HEALTH & FITNESS

Azoospermia (Semen Without Sperm) Is A Common Cause Of Male Infertility: What One Needs To Know

Infertility expert Dr Bharati Dhorepatil answers some of the FAQs about azoospermia (semen without sperm), a common cause of male infertility.

Infertility can impact both men and women. More than a third of infertility cases is known to be caused by a male factor. Male infertility refers to any health condition in a guy that reduces the likelihood that his female spouse will become pregnant. Often, male infertility is associated with abnormal sperm delivery or production. A semen study can reveal problems like no sperm count (azoospermia) or extremely low sperm counts (cryptospermia), but it does not always rule out the chance of a couple becoming pregnant.

Dr Bharati Dhorepatil, Consultant Infertility Expert, NOVA IVF Fertility, Pune, says, “The use of novel and interesting treatments may either assist the male in producing sperm or aid identify sperm in small quantities that are missed by routine semen analysis.”

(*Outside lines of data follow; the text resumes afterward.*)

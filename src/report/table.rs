//! Report tables: a fixed column list per report type.

use serde::Serialize;

use super::{ReportSnapshot, ReportType};
use crate::part::Part;
use crate::policy::ConditionField;

/// Cell text for an absent value.
pub const BLANK_CELL: &str = "—";

/// A report column.
#[derive(Debug, Clone, Copy, PartialEq, Eq, Hash)]
pub enum Column {
    Id,
    StatusLabel,
    Pn,
    Sn,
    PartName,
    Brand,
    Model,
    Location,
    PhysicalStorageLocation,
    RegistrationDate,
    Tat,
    Tso,
    Trem,
    ShelfLife,
    Tc,
    Cso,
    Crem,
    Organization,
    CompanyAddress,
    CompanyPhone,
    CompanyEmail,
    TechnicianName,
    TechnicianLicense,
    InspectorName,
    InspectorLicense,
    RemovalReason,
    RejectionReason,
    FinalDisposition,
    Observations,
    TechnicalReport,
}

impl Column {
    /// Machine key, as used by the web client.
    pub fn key(self) -> &'static str {
        match self {
            Self::Id => "id",
            Self::StatusLabel => "statusLabel",
            Self::Pn => "pn",
            Self::Sn => "sn",
            Self::PartName => "partName",
            Self::Brand => "brand",
            Self::Model => "model",
            Self::Location => "location",
            Self::PhysicalStorageLocation => "physicalStorageLocation",
            Self::RegistrationDate => "registrationDate",
            Self::Tat => "tat",
            Self::Tso => "tso",
            Self::Trem => "trem",
            Self::ShelfLife => "shelfLife",
            Self::Tc => "tc",
            Self::Cso => "cso",
            Self::Crem => "crem",
            Self::Organization => "organization",
            Self::CompanyAddress => "companyAddress",
            Self::CompanyPhone => "companyPhone",
            Self::CompanyEmail => "companyEmail",
            Self::TechnicianName => "technicianName",
            Self::TechnicianLicense => "technicianLicense",
            Self::InspectorName => "inspectorName",
            Self::InspectorLicense => "inspectorLicense",
            Self::RemovalReason => "removalReason",
            Self::RejectionReason => "rejectionReason",
            Self::FinalDisposition => "finalDisposition",
            Self::Observations => "observations",
            Self::TechnicalReport => "technicalReport",
        }
    }

    /// Column header.
    pub fn label(self) -> &'static str {
        match self {
            Self::Id => "System ID",
            Self::StatusLabel => "Status",
            Self::Pn => "Part Number",
            Self::Sn => "Serial Number",
            Self::PartName => "Description",
            Self::Brand => "Brand",
            Self::Model => "Model",
            Self::Location => "Location",
            Self::PhysicalStorageLocation => "Bin/Shelf",
            Self::RegistrationDate => "Reg. Date",
            Self::Tat => "TAT/T.T",
            Self::Tso => "TSO",
            Self::Trem => "T.REM",
            Self::ShelfLife => "Shelf Life",
            Self::Tc => "T.C.",
            Self::Cso => "CSO",
            Self::Crem => "C.REM",
            Self::Organization => "Organization",
            Self::CompanyAddress => "Address",
            Self::CompanyPhone => "Phone",
            Self::CompanyEmail => "Email",
            Self::TechnicianName => "Tech Name",
            Self::TechnicianLicense => "Tech Lic.",
            Self::InspectorName => "Insp. Name",
            Self::InspectorLicense => "Insp. Lic.",
            Self::RemovalReason => "Removal Reason",
            Self::RejectionReason => "Rejection Reason",
            Self::FinalDisposition => "Disposition",
            Self::Observations => "Observations",
            Self::TechnicalReport => "Technical Report",
        }
    }

    /// The tag-conditional field behind this column, if any.
    fn condition_field(self) -> Option<ConditionField> {
        match self {
            Self::ShelfLife => Some(ConditionField::ShelfLife),
            Self::RemovalReason => Some(ConditionField::RemovalReason),
            Self::TechnicalReport => Some(ConditionField::TechnicalReport),
            Self::PhysicalStorageLocation => Some(ConditionField::PhysicalStorageLocation),
            Self::RejectionReason => Some(ConditionField::RejectionReason),
            Self::FinalDisposition => Some(ConditionField::FinalDisposition),
            _ => None,
        }
    }

    /// Cell value for `part`.
    ///
    /// Tag-conditional columns stay blank for parts whose tag color does not
    /// own the field, whatever the record carries.
    pub fn value(self, part: &Part) -> Option<&str> {
        if let Some(field) = self.condition_field() {
            return part
                .tag_color
                .policy()
                .shows(field)
                .then(|| field.value(part))
                .flatten();
        }
        let raw = match self {
            Self::Id => return Some(part.id.as_str()).filter(|s| !s.trim().is_empty()),
            Self::StatusLabel => return Some(part.tag_color.policy().status_label),
            Self::Pn => &part.pn,
            Self::Sn => &part.sn,
            Self::PartName => &part.part_name,
            Self::Brand => &part.brand,
            Self::Model => &part.model,
            Self::Location => &part.location,
            Self::RegistrationDate => &part.registration_date,
            Self::Tat => &part.tt_tat,
            Self::Tso => &part.tso,
            Self::Trem => &part.trem,
            Self::Tc => &part.tc,
            Self::Cso => &part.cso,
            Self::Crem => &part.crem,
            Self::Organization => &part.organization,
            Self::CompanyAddress => &part.company_address,
            Self::CompanyPhone => &part.company_phone,
            Self::CompanyEmail => &part.company_email,
            Self::TechnicianName => &part.technician_name,
            Self::TechnicianLicense => &part.technician_license,
            Self::InspectorName => &part.inspector_name,
            Self::InspectorLicense => &part.inspector_license,
            Self::Observations => &part.observations,
            Self::ShelfLife
            | Self::RemovalReason
            | Self::TechnicalReport
            | Self::PhysicalStorageLocation
            | Self::RejectionReason
            | Self::FinalDisposition => return None,
        };
        Part::text(raw)
    }
}

use Column::*;

const TOTAL_INVENTORY: &[Column] = &[
    StatusLabel,
    Pn,
    Sn,
    PartName,
    Brand,
    Model,
    Location,
    PhysicalStorageLocation,
    RegistrationDate,
    Tat,
    Tso,
    Trem,
    ShelfLife,
    Tc,
    Cso,
    Crem,
    Organization,
    CompanyAddress,
    CompanyPhone,
    CompanyEmail,
    TechnicianName,
    TechnicianLicense,
    InspectorName,
    InspectorLicense,
    RemovalReason,
    RejectionReason,
    FinalDisposition,
    Observations,
    TechnicalReport,
    Id,
];

const BY_STATUS: &[Column] = &[
    StatusLabel,
    Pn,
    Sn,
    PartName,
    Brand,
    Model,
    Location,
    PhysicalStorageLocation,
    RegistrationDate,
    Tat,
    Tso,
    Trem,
    ShelfLife,
    Tc,
    Cso,
    Crem,
    TechnicianName,
    InspectorName,
    RemovalReason,
    RejectionReason,
    Observations,
];

const BY_LOCATION: &[Column] = &[
    Location,
    StatusLabel,
    Pn,
    Sn,
    PartName,
    Brand,
    Model,
    PhysicalStorageLocation,
    RegistrationDate,
    Tat,
    Trem,
    ShelfLife,
    Observations,
];

const BY_PART_NUMBER: &[Column] = &[
    Pn,
    StatusLabel,
    Sn,
    PartName,
    Brand,
    Location,
    Tat,
    Tso,
    Trem,
    ShelfLife,
    Tc,
    Cso,
    Crem,
    Observations,
];

impl ReportType {
    /// Columns of this report, in order. The same list drives the table,
    /// the CSV export and the printed report.
    pub fn columns(self) -> &'static [Column] {
        match self {
            Self::TotalInventory => TOTAL_INVENTORY,
            Self::ByStatus => BY_STATUS,
            Self::ByLocation => BY_LOCATION,
            Self::ByPartNumber => BY_PART_NUMBER,
        }
    }
}

/// Column header as serialized for the client.
#[derive(Debug, Clone, PartialEq, Eq, Serialize)]
pub struct ColumnHeader {
    pub key: &'static str,
    pub label: &'static str,
}

#[derive(Debug, Clone, PartialEq, Eq, Serialize)]
#[serde(rename_all = "camelCase")]
pub struct TableMeta {
    pub report_type: ReportType,
    pub row_count: usize,
    pub empty: bool,
}

/// A report rendered as rows of display strings.
#[derive(Debug, Clone, PartialEq, Eq, Serialize)]
pub struct ReportTable {
    pub columns: Vec<ColumnHeader>,
    /// One cell per column; absent values are [`BLANK_CELL`].
    pub rows: Vec<Vec<String>>,
    pub meta: TableMeta,
}

impl ReportTable {
    pub fn from_parts(parts: &[Part], report_type: ReportType) -> Self {
        let columns = report_type.columns();
        let rows: Vec<Vec<String>> = parts
            .iter()
            .map(|part| {
                columns
                    .iter()
                    .map(|c| c.value(part).unwrap_or(BLANK_CELL).to_string())
                    .collect()
            })
            .collect();
        Self {
            columns: columns
                .iter()
                .map(|c| ColumnHeader {
                    key: c.key(),
                    label: c.label(),
                })
                .collect(),
            meta: TableMeta {
                report_type,
                row_count: rows.len(),
                empty: rows.is_empty(),
            },
            rows,
        }
    }

    pub fn from_snapshot(snapshot: &ReportSnapshot) -> Self {
        Self::from_parts(&snapshot.items, snapshot.report_type)
    }
}

#[cfg(test)]
mod tests {
    use super::*;
    use crate::part::TagColor;

    fn cell<'a>(table: &'a ReportTable, row: usize, key: &str) -> &'a str {
        let index = table.columns.iter().position(|c| c.key == key).unwrap();
        &table.rows[row][index]
    }

    #[test]
    fn test_column_counts() {
        assert_eq!(ReportType::TotalInventory.columns().len(), 30);
        assert_eq!(ReportType::ByStatus.columns().len(), 21);
        assert_eq!(ReportType::ByLocation.columns().len(), 13);
        assert_eq!(ReportType::ByPartNumber.columns().len(), 14);
        assert_eq!(ReportType::ByLocation.columns()[0], Column::Location);
        assert_eq!(ReportType::ByPartNumber.columns()[0], Column::Pn);
    }

    #[test]
    fn test_empty_table_keeps_columns() {
        let table = ReportTable::from_parts(&[], ReportType::ByStatus);
        assert_eq!(table.columns.len(), 21);
        assert!(table.rows.is_empty());
        assert!(table.meta.empty);
        assert_eq!(table.meta.row_count, 0);
    }

    #[test]
    fn test_blank_cells() {
        let part = Part {
            pn: Some("ABC-123".into()),
            sn: Some("  ".into()),
            tag_color: TagColor::Yellow,
            ..Default::default()
        };
        let table = ReportTable::from_parts(&[part], ReportType::TotalInventory);
        assert_eq!(cell(&table, 0, "pn"), "ABC-123");
        assert_eq!(cell(&table, 0, "sn"), BLANK_CELL);
        assert_eq!(cell(&table, 0, "id"), BLANK_CELL);
        assert_eq!(cell(&table, 0, "statusLabel"), "Serviceable Material");
        assert!(table.rows[0].iter().all(|c| !c.is_empty()));
    }

    #[test]
    fn test_conditional_columns_follow_tag() {
        let part = Part {
            tag_color: TagColor::Green,
            shelf_life: Some("2030-01-01".into()),
            removal_reason: Some("Vibration".into()),
            rejection_reason: Some("stale".into()),
            ..Default::default()
        };
        let table = ReportTable::from_parts(&[part], ReportType::TotalInventory);
        assert_eq!(cell(&table, 0, "removalReason"), "Vibration");
        assert_eq!(cell(&table, 0, "shelfLife"), BLANK_CELL);
        assert_eq!(cell(&table, 0, "rejectionReason"), BLANK_CELL);
    }

    #[test]
    fn test_serialized_shape() {
        let table = ReportTable::from_parts(&[Part::default()], ReportType::ByPartNumber);
        let json = serde_json::to_value(&table).unwrap();
        assert_eq!(json["columns"][0]["key"], "pn");
        assert_eq!(json["columns"][0]["label"], "Part Number");
        assert_eq!(json["meta"]["reportType"], "BY_PART_NUMBER");
        assert_eq!(json["meta"]["rowCount"], 1);
        assert_eq!(json["meta"]["empty"], false);
    }
}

The expert answers some of the FAQs about azoospermia, including causes, diagnosis and treatment.

What is azoospermia?

In the testicles, sperm is produced. It passes through the reproductive system and combines with the seminal duct fluid. Semen, the viscous, white ejaculate that emerges from the penis, is made up of sperm and this fluid. Azoospermia eliminates sperm from the equation. Even while you may have ejaculate, it is sperm-free. While the phrase “low sperm count” may be known to you, azoospermia is most commonly referred to as “no sperm count.”

How is azoospermia diagnosed?

Male fertility problems might be difficult to diagnose. Most frequently, these are caused by sperm delivery or production issues. To identify the exact cause of male infertility, a healthcare practitioner will examine your medical history, followed by a physical examination, blood tests, and semen test.

Issues with sperm production might be brought about by testicular failure, varicocele, or an imbalance in hormones. A varicocelectomy can be done to fix the damaged veins, for instance, if the doctor thinks that a varicocele (an expanded collection of veins in the scrotum) is affecting the amount and/or quality of sperm. This could increase sperm production and occasionally result in sperm in the ejaculate.

Your doctor could inquire about:

  • Your history of fertility (whether you’ve had children or not)
  • Your family’s genealogy (like cystic fibrosis or fertility issues)
  • Sickness you experienced as a youngster
  • How many different pelvic or reproductive system operations or treatments have you undergone?
  • History of infections such as sexually transmitted infections (STIs) or urinary tract infections (UTIs) (STIs)
  • Exposure to chemotherapy or radiation in the past or present
  • Present or previous medication usage
  • Any potential drug or alcohol abuse
  • Recent fever-inducing sickness
  • Recently experiencing extreme heat

Can azoospermia be treated?

Although azoospermia is a serious cause of male infertility, there are treatments available. After receiving a diagnosis of azoospermia, some men could still be able to conceive a genetic child, whilst others might need to think about utilising a sperm donor or looking into adoption, foster parenting, or living a childless life.

It might be challenging to deal with the diagnosis and consider your alternatives for starting a family. Consult a competent counsellor as well as your family and friends for assistance. You do not have to experience this alone.